I have been experiencing some very strange behavior, I was working on a complex problem that required a fair number of streams and synchronization, I found a number of times where my execution would hang, naturally I was looking for race condition etc… What I finally boiled it down to surprised me, I have a single thread light weight kernels in the default stream with “no” resource requirement which reliably hangs.
First off NO its not the 5 second WDM timeout! I’m using Linux with a dedicated compute card, in fact I have tested it on multiple dedicated compute cards (GTX 770, GTX 750, GTX 560 and a GTX 470) on platforms running CUDA 5.0 to 6.0, with various driver versions, with the display manager on and off, and all have the same behavior. Hanging after about 2 seconds of “compute” with single or multiple kernel invocations. (code below)

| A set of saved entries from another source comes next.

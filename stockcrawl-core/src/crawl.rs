//! Crawl orchestrator: fetch each symbol in order and write its body to disk.
//!
//! The loop is strictly sequential: symbol N+1 is not requested until symbol
//! N's file has been written and closed. The first fetch or write error stops
//! the batch. Files written before the failure stay on disk; symbols after it
//! are never requested and their files are not touched.

use crate::config::{ConfigError, CrawlConfig};
use crate::endpoint::table_url;
use crate::inspect::{inspect_body, BodyKind};
use crate::transport::{FetchError, Transport};
use crate::writer::write_body;
use std::io;
use std::path::PathBuf;
use thiserror::Error;

#[derive(Debug, Error)]
pub enum CrawlError {
    #[error("invalid crawl config")]
    Config(#[from] ConfigError),

    #[error("fetch {symbol} from {url}")]
    Fetch {
        symbol: String,
        url: String,
        source: FetchError,
    },

    #[error("write {symbol} to {}", .path.display())]
    Write {
        symbol: String,
        path: PathBuf,
        source: io::Error,
    },
}

impl CrawlError {
    /// Symbol whose fetch or write failed, if any.
    pub fn symbol(&self) -> Option<&str> {
        match self {
            CrawlError::Config(_) => None,
            CrawlError::Fetch { symbol, .. } | CrawlError::Write { symbol, .. } => Some(symbol),
        }
    }
}

/// One file produced by the crawl.
#[derive(Debug, Clone, PartialEq, Eq)]
pub struct WrittenFile {
    pub symbol: String,
    pub path: PathBuf,
    pub bytes: usize,
    pub kind: BodyKind,
}

/// Outcome of a crawl in which every symbol succeeded.
#[derive(Debug, Default)]
pub struct CrawlSummary {
    /// In fetch order.
    pub written: Vec<WrittenFile>,
}

impl CrawlSummary {
    /// Symbols whose body was written but does not look like a CSV table.
    pub fn suspect_symbols(&self) -> Vec<&str> {
        self.written
            .iter()
            .filter(|f| f.kind.is_suspect())
            .map(|f| f.symbol.as_str())
            .collect()
    }

    pub fn total_bytes(&self) -> usize {
        self.written.iter().map(|f| f.bytes).sum()
    }
}

/// A request the crawl would perform, in order.
#[derive(Debug, Clone, PartialEq, Eq)]
pub struct PlannedRequest {
    pub symbol: String,
    pub url: String,
    pub path: PathBuf,
}

/// Progress callback for the crawl.
pub trait CrawlProgress {
    /// Called before the GET for a symbol.
    fn on_start(&self, symbol: &str, index: usize, total: usize);

    /// Called after a symbol's fetch and write, successful or not.
    fn on_complete(
        &self,
        symbol: &str,
        index: usize,
        total: usize,
        result: &Result<WrittenFile, CrawlError>,
    );

    /// Called once every symbol has been written.
    fn on_batch_complete(&self, summary: &CrawlSummary);
}

/// Reports progress through the `log` facade.
pub struct LogProgress;

impl CrawlProgress for LogProgress {
    fn on_start(&self, symbol: &str, index: usize, total: usize) {
        log::debug!("[{}/{}] fetching {symbol}", index + 1, total);
    }

    fn on_complete(
        &self,
        symbol: &str,
        index: usize,
        total: usize,
        result: &Result<WrittenFile, CrawlError>,
    ) {
        match result {
            Ok(file) => log::info!(
                "[{}/{}] {symbol}: wrote {} bytes to {}",
                index + 1,
                total,
                file.bytes,
                file.path.display()
            ),
            // The error itself is returned to the caller.
            Err(e) => log::debug!("[{}/{}] {symbol}: {e}", index + 1, total),
        }
    }

    fn on_batch_complete(&self, summary: &CrawlSummary) {
        log::info!(
            "crawl complete: {} file(s), {} bytes",
            summary.written.len(),
            summary.total_bytes()
        );
    }
}

/// Discards all progress events.
pub struct NoProgress;

impl CrawlProgress for NoProgress {
    fn on_start(&self, _symbol: &str, _index: usize, _total: usize) {}

    fn on_complete(
        &self,
        _symbol: &str,
        _index: usize,
        _total: usize,
        _result: &Result<WrittenFile, CrawlError>,
    ) {
    }

    fn on_batch_complete(&self, _summary: &CrawlSummary) {}
}

/// Fetch every configured symbol in order and write `<SYMBOL>.csv` for each.
///
/// Returns on the first error without touching the remaining symbols.
pub fn crawl(
    config: &CrawlConfig,
    transport: &dyn Transport,
    progress: &dyn CrawlProgress,
) -> Result<CrawlSummary, CrawlError> {
    config.validate()?;

    let total = config.symbols.len();
    let mut summary = CrawlSummary {
        written: Vec::with_capacity(total),
    };

    for (i, symbol) in config.symbols.iter().enumerate() {
        progress.on_start(symbol, i, total);

        let result = crawl_single(config, transport, symbol);
        progress.on_complete(symbol, i, total, &result);

        summary.written.push(result?);
    }

    progress.on_batch_complete(&summary);
    Ok(summary)
}

/// Fetch → inspect → write for one symbol.
fn crawl_single(
    config: &CrawlConfig,
    transport: &dyn Transport,
    symbol: &str,
) -> Result<WrittenFile, CrawlError> {
    let url = table_url(&config.base_url, symbol, &config.date);
    log::debug!("GET {url}");

    let body = transport.get(&url).map_err(|source| CrawlError::Fetch {
        symbol: symbol.to_string(),
        url: url.clone(),
        source,
    })?;

    let kind = inspect_body(&body);
    if kind.is_suspect() {
        log::warn!("{symbol}: response is not a CSV price table ({kind:?}), writing it unchanged");
    }

    let path = config.output_path(symbol);
    write_body(&path, &body).map_err(|source| CrawlError::Write {
        symbol: symbol.to_string(),
        path: path.clone(),
        source,
    })?;

    Ok(WrittenFile {
        symbol: symbol.to_string(),
        path,
        bytes: body.len(),
        kind,
    })
}

/// The symbol / URL / output path triples a crawl of `config` would perform.
pub fn planned_requests(config: &CrawlConfig) -> Vec<PlannedRequest> {
    config
        .symbols
        .iter()
        .map(|symbol| PlannedRequest {
            symbol: symbol.clone(),
            url: table_url(&config.base_url, symbol, &config.date),
            path: config.output_path(symbol),
        })
        .collect()
}
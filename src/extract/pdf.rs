//! PDF access: read text layers and rasterise pages via pdfium.
//!
//! The [`PdfBackend`] trait is the seam the extractor depends on; the
//! production implementation is [`PdfiumBackend`]. Every method is blocking:
//! pdfium wraps a C++ library with thread-local state, so callers run it
//! inside `tokio::task::spawn_blocking`.
//!
//! ## Locating pdfium
//!
//! `PDFIUM_LIB_PATH` may name the library file or the directory holding it.
//! Without it the platform's system library search path is used.

use crate::error::AdvisorError;
use image::DynamicImage;
use pdfium_render::prelude::*;
use std::path::{Path, PathBuf};
use tracing::{debug, info};

/// Blocking access to the pages of a PDF.
pub trait PdfBackend: Send + Sync {
    /// Text layer of every page, in page order. Pages without text yield "".
    fn page_texts(&self, path: &Path) -> Result<Vec<String>, AdvisorError>;

    /// Every page rasterised to an image, in page order.
    fn render_pages(&self, path: &Path) -> Result<Vec<DynamicImage>, AdvisorError>;
}

/// [`PdfBackend`] backed by pdfium-render.
#[derive(Debug, Clone)]
pub struct PdfiumBackend {
    dpi: u32,
    max_rendered_pixels: u32,
}

impl PdfiumBackend {
    pub fn new(dpi: u32, max_rendered_pixels: u32) -> Self {
        Self {
            dpi,
            max_rendered_pixels,
        }
    }
}

/// Bind to the pdfium shared library.
pub fn bind_pdfium() -> Result<Pdfium, AdvisorError> {
    let bindings = match std::env::var("PDFIUM_LIB_PATH") {
        Ok(p) if !p.is_empty() => {
            let path = PathBuf::from(&p);
            let lib = if path.is_dir() {
                Pdfium::pdfium_platform_library_name_at_path(&path)
            } else {
                path
            };
            debug!("Binding pdfium from {}", lib.display());
            Pdfium::bind_to_library(&lib)
        }
        _ => Pdfium::bind_to_system_library(),
    }
    .map_err(|e| AdvisorError::PdfiumBindingFailed(format!("{e:?}")))?;

    Ok(Pdfium::new(bindings))
}

fn load<'a>(pdfium: &'a Pdfium, path: &Path) -> Result<PdfDocument<'a>, AdvisorError> {
    pdfium.load_pdf_from_file(path, None).map_err(|e| {
        let err_str = format!("{:?}", e);
        if err_str.contains("Password") || err_str.contains("password") {
            AdvisorError::PasswordRequired {
                path: path.to_path_buf(),
            }
        } else {
            AdvisorError::CorruptPdf {
                path: path.to_path_buf(),
                detail: err_str,
            }
        }
    })
}

/// Pixel width for a page `width_pts` wide at `dpi`, capped at `max_pixels`.
pub fn target_width(width_pts: f32, dpi: u32, max_pixels: u32) -> i32 {
    let px = (width_pts * dpi as f32 / 72.0).round().max(1.0) as u32;
    px.min(max_pixels) as i32
}

impl PdfBackend for PdfiumBackend {
    fn page_texts(&self, path: &Path) -> Result<Vec<String>, AdvisorError> {
        let pdfium = bind_pdfium()?;
        let document = load(&pdfium, path)?;
        let pages = document.pages();
        info!("PDF loaded: {} pages", pages.len());

        let mut texts = Vec::with_capacity(pages.len() as usize);
        for (idx, page) in pages.iter().enumerate() {
            let text = page
                .text()
                .map_err(|e| AdvisorError::CorruptPdf {
                    path: path.to_path_buf(),
                    detail: format!("page {}: {:?}", idx + 1, e),
                })?
                .all();
            debug!("Page {}: {} chars of text layer", idx + 1, text.len());
            texts.push(text);
        }
        Ok(texts)
    }

    fn render_pages(&self, path: &Path) -> Result<Vec<DynamicImage>, AdvisorError> {
        let pdfium = bind_pdfium()?;
        let document = load(&pdfium, path)?;
        let pages = document.pages();

        let mut images = Vec::with_capacity(pages.len() as usize);
        for (idx, page) in pages.iter().enumerate() {
            let width = target_width(page.width().value, self.dpi, self.max_rendered_pixels);
            let render_config = PdfRenderConfig::new()
                .set_target_width(width)
                .set_maximum_height(self.max_rendered_pixels as i32);

            let bitmap = page.render_with_config(&render_config).map_err(|e| {
                AdvisorError::RasterisationFailed {
                    page: idx + 1,
                    detail: format!("{:?}", e),
                }
            })?;

            let image = bitmap.as_image();
            debug!(
                "Rendered page {} → {}x{} px",
                idx + 1,
                image.width(),
                image.height()
            );
            images.push(image);
        }
        Ok(images)
    }
}

#[cfg(test)]
mod tests {
    use super::*;

    #[test]
    fn letter_page_at_300_dpi() {
        // 8.5in × 72pt = 612pt
        assert_eq!(target_width(612.0, 300, 4000), 2550);
    }

    #[test]
    fn width_is_capped() {
        assert_eq!(target_width(2384.0, 300, 4000), 4000);
    }

    #[test]
    fn degenerate_page_gets_one_pixel() {
        assert_eq!(target_width(0.0, 300, 4000), 1);
    }
}
//! Result types produced by the extractor and the pipeline.

use serde::{Deserialize, Serialize};

/// How the report text was obtained.
#[derive(Debug, Clone, Copy, PartialEq, Eq, Serialize, Deserialize)]
#[serde(rename_all = "snake_case")]
pub enum ExtractionMethod {
    /// Embedded text layer read directly from the PDF.
    TextLayer,
    /// Pages rasterised and run through OCR.
    Ocr,
}

/// Text extracted from a report, with where it came from.
#[derive(Debug, Clone, Serialize, Deserialize)]
pub struct Extraction {
    pub text: String,
    pub method: ExtractionMethod,
    pub page_count: usize,
}

/// One web search hit.
#[derive(Debug, Clone, PartialEq, Eq, Serialize, Deserialize)]
pub struct Article {
    pub title: String,
    pub link: String,
}

/// Everything a successful pipeline run produced.
///
/// Only built once all three stages have succeeded; a failed run never
/// yields a partially filled report.
#[derive(Debug, Clone, Serialize, Deserialize)]
pub struct PipelineReport {
    /// Output of the analysis stage, `"Analysis of blood test report: …"`.
    pub analysis: String,
    /// Query the search stage sent to the provider.
    pub search_query: String,
    /// Search hits, at most `num_search_results` of them.
    pub articles: Vec<Article>,
    /// Final recommendations, the user-facing result.
    pub recommendations: String,
    /// Wall-clock duration of the three stages.
    pub duration_ms: u64,
}

impl PipelineReport {
    pub fn to_json_pretty(&self) -> Result<String, serde_json::Error> {
        serde_json::to_string_pretty(self)
    }
}

#[cfg(test)]
mod tests {
    use super::*;

    #[test]
    fn report_serialises_articles_in_order() {
        let report = PipelineReport {
            analysis: "Analysis of blood test report: low iron".into(),
            search_query: "low ferritin diet".into(),
            articles: vec![
                Article {
                    title: "Iron deficiency".into(),
                    link: "https://a.example.org".into(),
                },
                Article {
                    title: "Ferritin test".into(),
                    link: "https://b.example.org".into(),
                },
            ],
            recommendations: "Eat more lentils.".into(),
            duration_ms: 1200,
        };
        let json = report.to_json_pretty().unwrap();
        let first = json.find("Iron deficiency").unwrap();
        let second = json.find("Ferritin test").unwrap();
        assert!(first < second);
    }

    #[test]
    fn extraction_method_uses_snake_case() {
        let json = serde_json::to_string(&ExtractionMethod::TextLayer).unwrap();
        assert_eq!(json, "\"text_layer\"");
    }
}
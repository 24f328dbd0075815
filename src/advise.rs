//! Pipeline driver: analyze → search → recommend.
//!
//! Stages run strictly in sequence, each consuming the previous stage's
//! output. The whole chain runs under `pipeline_timeout_secs`; every model
//! call additionally carries its own request timeout. Any failure ends the
//! run. [`run_pipeline`] returns it as an error; [`process_blood_test_report`]
//! logs it and returns `None`. Neither ever returns partial results.

use crate::agents::{create_tasks, Task};
use crate::config::AdvisorConfig;
use crate::error::{AdvisorError, StageError};
use crate::extract;
use crate::llm::{resolve_model, LanguageModel};
use crate::output::PipelineReport;
use crate::pipeline::{analyze, recommend, search, Stage};
use crate::search::{resolve_search, SearchProvider};
use std::path::Path;
use std::time::{Duration, Instant};
use tracing::{debug, error, info};

/// Run the three stages over `report` and return the recommendations.
///
/// Returns `None` if any stage fails or the pipeline times out; the cause is
/// logged.
pub async fn process_blood_test_report(report: &str, config: &AdvisorConfig) -> Option<String> {
    match run_pipeline(report, config).await {
        Ok(output) => {
            info!("Pipeline completed");
            Some(output.recommendations)
        }
        Err(e) => {
            error!(
                "An error occurred while processing the blood test report: {}",
                e
            );
            None
        }
    }
}

/// Run the three stages over `report`.
///
/// # Errors
/// - [`AdvisorError::ProviderNotConfigured`] if no model can be resolved
/// - [`AdvisorError::Stage`] wrapping the first stage failure
/// - [`AdvisorError::PipelineTimeout`] if the end-to-end budget is exceeded
pub async fn run_pipeline(
    report: &str,
    config: &AdvisorConfig,
) -> Result<PipelineReport, AdvisorError> {
    notify_pipeline_start(config, Stage::AGENT_STAGES.len());
    let result = drive(report, config).await;
    notify_pipeline_complete(config, &result);
    result
}

/// Extract `path` and run the pipeline over its text.
///
/// Extraction failure is reported as a [`Stage::Extract`] error.
pub async fn advise_file(
    path: impl AsRef<Path>,
    config: &AdvisorConfig,
) -> Result<PipelineReport, AdvisorError> {
    let path = path.as_ref();
    notify_pipeline_start(config, Stage::AGENT_STAGES.len() + 1);

    let result = async {
        notify_start(config, Stage::Extract);
        let extracted = extract::try_extract(path, config).await.and_then(|e| {
            if e.text.trim().is_empty() {
                Err(AdvisorError::NoTextExtracted {
                    path: path.to_path_buf(),
                })
            } else {
                Ok(e)
            }
        });
        let extraction = finish(config, Stage::Extract, None, extracted, |e| e.text.len())?;
        drive(&extraction.text, config).await
    }
    .await;

    notify_pipeline_complete(config, &result);
    result
}

/// Resolve the services and run the stages under the pipeline budget.
async fn drive(report: &str, config: &AdvisorConfig) -> Result<PipelineReport, AdvisorError> {
    let model = resolve_model(config)?;
    let search = resolve_search(config)?;
    info!("Pipeline created with model '{}'. Starting run...", model.name());

    let budget = config.pipeline_timeout_secs;
    match tokio::time::timeout(
        Duration::from_secs(budget),
        run_stages(report, model.as_ref(), search.as_ref(), config),
    )
    .await
    {
        Ok(result) => result,
        Err(_) => Err(AdvisorError::PipelineTimeout { secs: budget }),
    }
}

async fn run_stages(
    report: &str,
    model: &dyn LanguageModel,
    provider: &dyn SearchProvider,
    config: &AdvisorConfig,
) -> Result<PipelineReport, AdvisorError> {
    let start = Instant::now();
    let excerpt = analyze::report_excerpt(report, config.report_excerpt_chars);
    let [analyze_task, search_task, recommend_task] = create_tasks(excerpt);

    // ── Stage 1: Analyze ─────────────────────────────────────────────────
    notify_start(config, Stage::Analyze);
    let analysis = analyze::analyze_blood_test(model, &analyze_task, excerpt).await;
    let analysis = finish(config, Stage::Analyze, Some(&analyze_task), analysis, |a| {
        a.chars().count()
    })?;

    // ── Stage 2: Search ──────────────────────────────────────────────────
    notify_start(config, Stage::Search);
    let searched = async {
        let query = search::derive_search_query(model, &search_task, &analysis).await?;
        let articles =
            search::search_health_articles(provider, &query, config.num_search_results).await?;
        Ok::<_, AdvisorError>((query, articles))
    }
    .await;
    let (search_query, articles) =
        finish(config, Stage::Search, Some(&search_task), searched, |(_, a)| a.len())?;

    // ── Stage 3: Recommend ───────────────────────────────────────────────
    notify_start(config, Stage::Recommend);
    let rendered = search::format_articles(&articles);
    let recommendations =
        recommend::generate_recommendations(model, &recommend_task, &analysis, &rendered).await;
    let recommendations = finish(
        config,
        Stage::Recommend,
        Some(&recommend_task),
        recommendations,
        |r| r.chars().count(),
    )?;

    let duration_ms = start.elapsed().as_millis() as u64;
    info!("Pipeline finished in {}ms", duration_ms);

    Ok(PipelineReport {
        analysis,
        search_query,
        articles,
        recommendations,
        duration_ms,
    })
}

fn notify_pipeline_start(config: &AdvisorConfig, total_stages: usize) {
    if let Some(ref cb) = config.progress_callback {
        cb.on_pipeline_start(total_stages);
    }
}

fn notify_pipeline_complete<T>(config: &AdvisorConfig, result: &Result<T, AdvisorError>) {
    if let Some(ref cb) = config.progress_callback {
        cb.on_pipeline_complete(result.is_ok());
    }
}

fn notify_start(config: &AdvisorConfig, stage: Stage) {
    debug!("Entering {} stage", stage);
    if let Some(ref cb) = config.progress_callback {
        cb.on_stage_start(stage);
    }
}

/// Fire the completion/error callback and tag failures with their stage.
fn finish<T>(
    config: &AdvisorConfig,
    stage: Stage,
    task: Option<&Task>,
    result: Result<T, AdvisorError>,
    output_len: impl FnOnce(&T) -> usize,
) -> Result<T, AdvisorError> {
    match result {
        Ok(value) => {
            if let Some(task) = task {
                debug!("Task completed: {}...", task.summary());
            }
            debug!("{} stage complete, advancing to {}", stage, stage.next());
            if let Some(ref cb) = config.progress_callback {
                cb.on_stage_complete(stage, output_len(&value));
            }
            Ok(value)
        }
        Err(e) => {
            if let Some(ref cb) = config.progress_callback {
                cb.on_stage_error(stage, &e.to_string());
            }
            Err(StageError::new(stage, e).into())
        }
    }
}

I wrote a simple kernel that spins for a given length of time, using clock() and the device clock rate (have verified that it runs for approximately the correct amount of time, close enough for this demonstration). Then I simply repeatedly call this kernel in the default stream. Here each kernel runs for ~0.1 seconds, after a number of calls to this kernel (~17) everything hangs. I have tried with device and stream synchronization on and off, using kernels that run for a long time and kernels that run for a short time, they all have the same problem (although the shorter the kernels the longer it runs for). Note I discovered this behavior with a kernel that does not use clock(), I just use it to demonstrate.
The only solution I have found is to periodically reset the device and in my opinion this is not a solution!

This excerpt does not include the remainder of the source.